» **Assignment**
Run through the data and copy out every line that mentions the word "UndeclaredColumn".

[Collected data entries]
//! Static table declarations.
//!
//! # Responsibility
//! - Declare the table name, primary key and columns an adapter may touch.
//! - Validate declarations once, at construction.
//!
//! # Invariants
//! - Every identifier matches `^[A-Za-z_][A-Za-z0-9_]*$` (max 63 chars).
//! - The primary key is not repeated in `columns`.
//! - Sortable fields are declared columns or the primary key.
//! - The default sort field is sortable.
//! - Boolean columns and the touch column are declared columns.
//! - A descriptor is immutable after construction.

use crate::query::page::{SortDirection, SortSpec};
use once_cell::sync::Lazy;
use regex::Regex;
use serde::{Deserialize, Serialize};
use std::collections::BTreeSet;
use std::error::Error;
use std::fmt::{Display, Formatter};

static IDENTIFIER_RE: Lazy<Regex> =
    Lazy::new(|| Regex::new(r"^[A-Za-z_][A-Za-z0-9_]{0,62}$").expect("valid identifier regex"));

const DEFAULT_PRIMARY_KEY: &str = "id";

/// Returns whether `name` is safe to splice into statement text as an identifier.
pub fn is_valid_identifier(name: &str) -> bool {
    IDENTIFIER_RE.is_match(name)
}

/// Who produces primary-key values on insert.
#[derive(Debug, Clone, Copy, Default, PartialEq, Eq, Serialize, Deserialize)]
#[serde(rename_all = "snake_case")]
pub enum KeyGeneration {
    /// The store fills the key (column default, rowid alias, trigger).
    #[default]
    Store,
    /// The adapter binds a fresh UUIDv4 text key on insert.
    UuidV4,
}

/// Declaration-time failure for a [`TableDescriptor`].
#[derive(Debug, Clone, PartialEq, Eq)]
pub enum DescriptorError {
    InvalidIdentifier { role: &'static str, name: String },
    NoColumns { table: String },
    DuplicateColumn { table: String, column: String },
    PrimaryKeyListedAsColumn { table: String, column: String },
    UnknownSortField { table: String, field: String },
    UnsortableDefault { table: String, field: String },
    /// A boolean or touch column that is not among `columns`.
    UndeclaredColumn {
        table: String,
        role: &'static str,
        column: String,
    },
}

impl Display for DescriptorError {
    fn fmt(&self, f: &mut Formatter<'_>) -> std::fmt::Result {
        match self {
            Self::InvalidIdentifier { role, name } => {
                write!(f, "invalid {role} identifier `{name}`")
            }
            Self::NoColumns { table } => write!(f, "table `{table}` declares no columns"),
            Self::DuplicateColumn { table, column } => {
                write!(f, "table `{table}` declares column `{column}` twice")
            }
            Self::PrimaryKeyListedAsColumn { table, column } => write!(
                f,
                "table `{table}` lists primary key `{column}` among regular columns"
            ),
            Self::UnknownSortField { table, field } => write!(
                f,
                "table `{table}` marks undeclared column `{field}` as sortable"
            ),
            Self::UnsortableDefault { table, field } => write!(
                f,
                "table `{table}` default sort field `{field}` is not sortable"
            ),
            Self::UndeclaredColumn {
                table,
                role,
                column,
            } => write!(
                f,
                "table `{table}` marks undeclared column `{column}` as {role}"
            ),
        }
    }
}

impl Error for DescriptorError {}

/// Trusted, immutable declaration of one table.
#[derive(Debug, Clone, PartialEq, Eq, Serialize, Deserialize)]
#[serde(try_from = "DescriptorDecl")]
pub struct TableDescriptor {
    name: String,
    primary_key: String,
    columns: BTreeSet<String>,
    sortable: BTreeSet<String>,
    default_sort: SortSpec,
    key_generation: KeyGeneration,
    boolean_columns: BTreeSet<String>,
    #[serde(rename = "touch_on_update")]
    touch_column: Option<String>,
}

impl TableDescriptor {
    /// Starts a descriptor declaration for `name`.
    ///
    /// Defaults: primary key `id`, store-generated keys, sortable set `{id}`,
    /// default sort `id DESC`.
    pub fn builder(name: impl Into<String>) -> TableDescriptorBuilder {
        TableDescriptorBuilder {
            decl: DescriptorDecl {
                name: name.into(),
                primary_key: DEFAULT_PRIMARY_KEY.to_string(),
                columns: Vec::new(),
                sortable: Vec::new(),
                default_sort: None,
                key_generation: KeyGeneration::Store,
                boolean_columns: Vec::new(),
                touch_on_update: None,
            },
        }
    }

    pub fn name(&self) -> &str {
        &self.name
    }

    pub fn primary_key(&self) -> &str {
        &self.primary_key
    }

    /// Declared non-key columns, in ascending order.
    pub fn columns(&self) -> impl Iterator<Item = &str> {
        self.columns.iter().map(String::as_str)
    }

    pub fn default_sort(&self) -> &SortSpec {
        &self.default_sort
    }

    pub fn key_generation(&self) -> KeyGeneration {
        self.key_generation
    }

    /// Returns whether `column` stores `0/1` that reads back as `Value::Bool`.
    pub fn is_boolean(&self, column: &str) -> bool {
        self.boolean_columns.contains(column)
    }

    /// Column set to `CURRENT_TIMESTAMP` by every update that does not set it.
    pub fn touch_column(&self) -> Option<&str> {
        self.touch_column.as_deref()
    }

    /// Exact, case-sensitive lookup among declared non-key columns.
    ///
    /// Returns the descriptor-owned spelling so callers never splice the
    /// caller's string into SQL.
    pub fn column(&self, name: &str) -> Option<&str> {
        self.columns.get(name).map(String::as_str)
    }

    /// Like [`Self::column`], but also accepts the primary key.
    pub fn readable_column(&self, name: &str) -> Option<&str> {
        if name == self.primary_key {
            return Some(self.primary_key.as_str());
        }
        self.column(name)
    }

    /// Exact lookup among sortable fields.
    pub fn sortable_field(&self, name: &str) -> Option<&str> {
        self.sortable.get(name).map(String::as_str)
    }
}

/// Builder for [`TableDescriptor`]; validation happens in [`Self::build`].
#[derive(Debug, Clone)]
pub struct TableDescriptorBuilder {
    decl: DescriptorDecl,
}

impl TableDescriptorBuilder {
    pub fn primary_key(mut self, column: impl Into<String>) -> Self {
        self.decl.primary_key = column.into();
        self
    }

    pub fn columns<I, S>(mut self, columns: I) -> Self
    where
        I: IntoIterator<Item = S>,
        S: Into<String>,
    {
        self.decl.columns.extend(columns.into_iter().map(Into::into));
        self
    }

    pub fn sortable<I, S>(mut self, fields: I) -> Self
    where
        I: IntoIterator<Item = S>,
        S: Into<String>,
    {
        self.decl.sortable.extend(fields.into_iter().map(Into::into));
        self
    }

    pub fn default_sort(mut self, field: impl Into<String>, direction: SortDirection) -> Self {
        self.decl.default_sort = Some(SortSpec::new(field, direction));
        self
    }

    pub fn key_generation(mut self, key_generation: KeyGeneration) -> Self {
        self.decl.key_generation = key_generation;
        self
    }

    /// Declares columns whose `0/1` integers are booleans.
    pub fn boolean_columns<I, S>(mut self, columns: I) -> Self
    where
        I: IntoIterator<Item = S>,
        S: Into<String>,
    {
        self.decl
            .boolean_columns
            .extend(columns.into_iter().map(Into::into));
        self
    }

    pub fn touch_on_update(mut self, column: impl Into<String>) -> Self {
        self.decl.touch_on_update = Some(column.into());
        self
    }

    pub fn build(self) -> Result<TableDescriptor, DescriptorError> {
        TableDescriptor::try_from(self.decl)
    }
}

/// Serialized/declared shape before validation.
#[derive(Debug, Clone, Deserialize)]
struct DescriptorDecl {
    name: String,
    #[serde(default = "default_primary_key")]
    primary_key: String,
    columns: Vec<String>,
    #[serde(default)]
    sortable: Vec<String>,
    #[serde(default)]
    default_sort: Option<SortSpec>,
    #[serde(default)]
    key_generation: KeyGeneration,
    #[serde(default)]
    boolean_columns: Vec<String>,
    #[serde(default)]
    touch_on_update: Option<String>,
}

fn default_primary_key() -> String {
    DEFAULT_PRIMARY_KEY.to_string()
}

impl TryFrom<DescriptorDecl> for TableDescriptor {
    type Error = DescriptorError;

    fn try_from(decl: DescriptorDecl) -> Result<Self, Self::Error> {
        require_identifier("table", &decl.name)?;
        require_identifier("primary key", &decl.primary_key)?;

        if decl.columns.is_empty() {
            return Err(DescriptorError::NoColumns { table: decl.name });
        }

        let mut columns = BTreeSet::new();
        for column in decl.columns {
            require_identifier("column", &column)?;
            if column == decl.primary_key {
                return Err(DescriptorError::PrimaryKeyListedAsColumn {
                    table: decl.name,
                    column,
                });
            }
            if columns.contains(&column) {
                return Err(DescriptorError::DuplicateColumn {
                    table: decl.name,
                    column,
                });
            }
            columns.insert(column);
        }

        let mut sortable = BTreeSet::new();
        sortable.insert(decl.primary_key.clone());
        for field in decl.sortable {
            if field != decl.primary_key && !columns.contains(&field) {
                return Err(DescriptorError::UnknownSortField {
                    table: decl.name,
                    field,
                });
            }
            sortable.insert(field);
        }

        let default_sort = decl
            .default_sort
            .unwrap_or_else(|| SortSpec::new(decl.primary_key.clone(), SortDirection::Desc));
        if !sortable.contains(&default_sort.field) {
            return Err(DescriptorError::UnsortableDefault {
                table: decl.name,
                field: default_sort.field,
            });
        }

        let mut boolean_columns = BTreeSet::new();
        for column in decl.boolean_columns {
            require_declared(&decl.name, &columns, "boolean", &column)?;
            boolean_columns.insert(column);
        }
        if let Some(column) = &decl.touch_on_update {
            require_declared(&decl.name, &columns, "touch-on-update", column)?;
        }

        Ok(Self {
            name: decl.name,
            primary_key: decl.primary_key,
            columns,
            sortable,
            default_sort,
            key_generation: decl.key_generation,
            boolean_columns,
            touch_column: decl.touch_on_update,
        })
    }
}

fn require_declared(
    table: &str,
    columns: &BTreeSet<String>,
    role: &'static str,
    column: &str,
) -> Result<(), DescriptorError> {
    if columns.contains(column) {
        return Ok(());
    }
    Err(DescriptorError::UndeclaredColumn {
        table: table.to_string(),
        role,
        column: column.to_string(),
    })
}

fn require_identifier(role: &'static str, name: &str) -> Result<(), DescriptorError> {
    if is_valid_identifier(name) {
        return Ok(());
    }
    Err(DescriptorError::InvalidIdentifier {
        role,
        name: name.to_string(),
    })
}
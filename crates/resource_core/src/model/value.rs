//! Scalar value model shared by filters, payloads, bound parameters and rows.
//!
//! # Responsibility
//! - Represent caller-supplied scalars independently of the store driver.
//! - Bind to SQLite parameters and decode SQLite cells.
//!
//! # Invariants
//! - `Bool` binds as integer `0/1`; SQLite hands it back as `Integer`.
//! - `Null` and empty `Text` are the only "absent" filter values.

use rusqlite::types::{ToSqlOutput, Value as SqlValue, ValueRef};
use rusqlite::ToSql;
use serde::{Deserialize, Serialize};
use std::fmt::{Display, Formatter};

/// One scalar cell or parameter.
///
/// Deserializes untagged, so plain JSON scalars map directly:
/// `null`, `true`, `42`, `1.5`, `"text"`.
#[derive(Debug, Clone, PartialEq, Serialize, Deserialize)]
#[serde(untagged)]
pub enum Value {
    Null,
    Bool(bool),
    Integer(i64),
    Real(f64),
    Text(String),
    Blob(Vec<u8>),
}

impl Value {
    /// Returns `true` when this value means "no filter on this column".
    pub fn is_absent(&self) -> bool {
        match self {
            Self::Null => true,
            Self::Text(text) => text.is_empty(),
            _ => false,
        }
    }

    /// Returns the text content when this is a `Text` value.
    pub fn as_text(&self) -> Option<&str> {
        match self {
            Self::Text(text) => Some(text.as_str()),
            _ => None,
        }
    }

    /// Returns the integer content when this is an `Integer` value.
    pub fn as_integer(&self) -> Option<i64> {
        match self {
            Self::Integer(value) => Some(*value),
            _ => None,
        }
    }

    /// Short type tag used in diagnostics; never the value itself.
    pub fn kind(&self) -> &'static str {
        match self {
            Self::Null => "null",
            Self::Bool(_) => "bool",
            Self::Integer(_) => "integer",
            Self::Real(_) => "real",
            Self::Text(_) => "text",
            Self::Blob(_) => "blob",
        }
    }
}

impl Display for Value {
    fn fmt(&self, f: &mut Formatter<'_>) -> std::fmt::Result {
        match self {
            Self::Null => write!(f, "NULL"),
            Self::Bool(value) => write!(f, "{value}"),
            Self::Integer(value) => write!(f, "{value}"),
            Self::Real(value) => write!(f, "{value}"),
            Self::Text(value) => write!(f, "{value}"),
            Self::Blob(value) => write!(f, "<blob {} bytes>", value.len()),
        }
    }
}

impl ToSql for Value {
    fn to_sql(&self) -> rusqlite::Result<ToSqlOutput<'_>> {
        let output = match self {
            Self::Null => ToSqlOutput::Owned(SqlValue::Null),
            Self::Bool(value) => ToSqlOutput::Owned(SqlValue::Integer(i64::from(*value))),
            Self::Integer(value) => ToSqlOutput::Owned(SqlValue::Integer(*value)),
            Self::Real(value) => ToSqlOutput::Owned(SqlValue::Real(*value)),
            Self::Text(value) => ToSqlOutput::Borrowed(ValueRef::Text(value.as_bytes())),
            Self::Blob(value) => ToSqlOutput::Borrowed(ValueRef::Blob(value.as_slice())),
        };
        Ok(output)
    }
}

impl From<ValueRef<'_>> for Value {
    fn from(value: ValueRef<'_>) -> Self {
        match value {
            ValueRef::Null => Self::Null,
            ValueRef::Integer(value) => Self::Integer(value),
            ValueRef::Real(value) => Self::Real(value),
            ValueRef::Text(bytes) => Self::Text(String::from_utf8_lossy(bytes).into_owned()),
            ValueRef::Blob(bytes) => Self::Blob(bytes.to_vec()),
        }
    }
}

impl From<&str> for Value {
    fn from(value: &str) -> Self {
        Self::Text(value.to_string())
    }
}

impl From<String> for Value {
    fn from(value: String) -> Self {
        Self::Text(value)
    }
}

impl From<i64> for Value {
    fn from(value: i64) -> Self {
        Self::Integer(value)
    }
}

impl From<i32> for Value {
    fn from(value: i32) -> Self {
        Self::Integer(i64::from(value))
    }
}

impl From<f64> for Value {
    fn from(value: f64) -> Self {
        Self::Real(value)
    }
}

impl From<bool> for Value {
    fn from(value: bool) -> Self {
        Self::Bool(value)
    }
}

impl From<uuid::Uuid> for Value {
    fn from(value: uuid::Uuid) -> Self {
        Self::Text(value.to_string())
    }
}

impl<T: Into<Value>> From<Option<T>> for Value {
    fn from(value: Option<T>) -> Self {
        value.map_or(Self::Null, Into::into)
    }
}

» **Answer below**
    UndeclaredColumn {
            Self::UndeclaredColumn {
    Err(DescriptorError::UndeclaredColumn {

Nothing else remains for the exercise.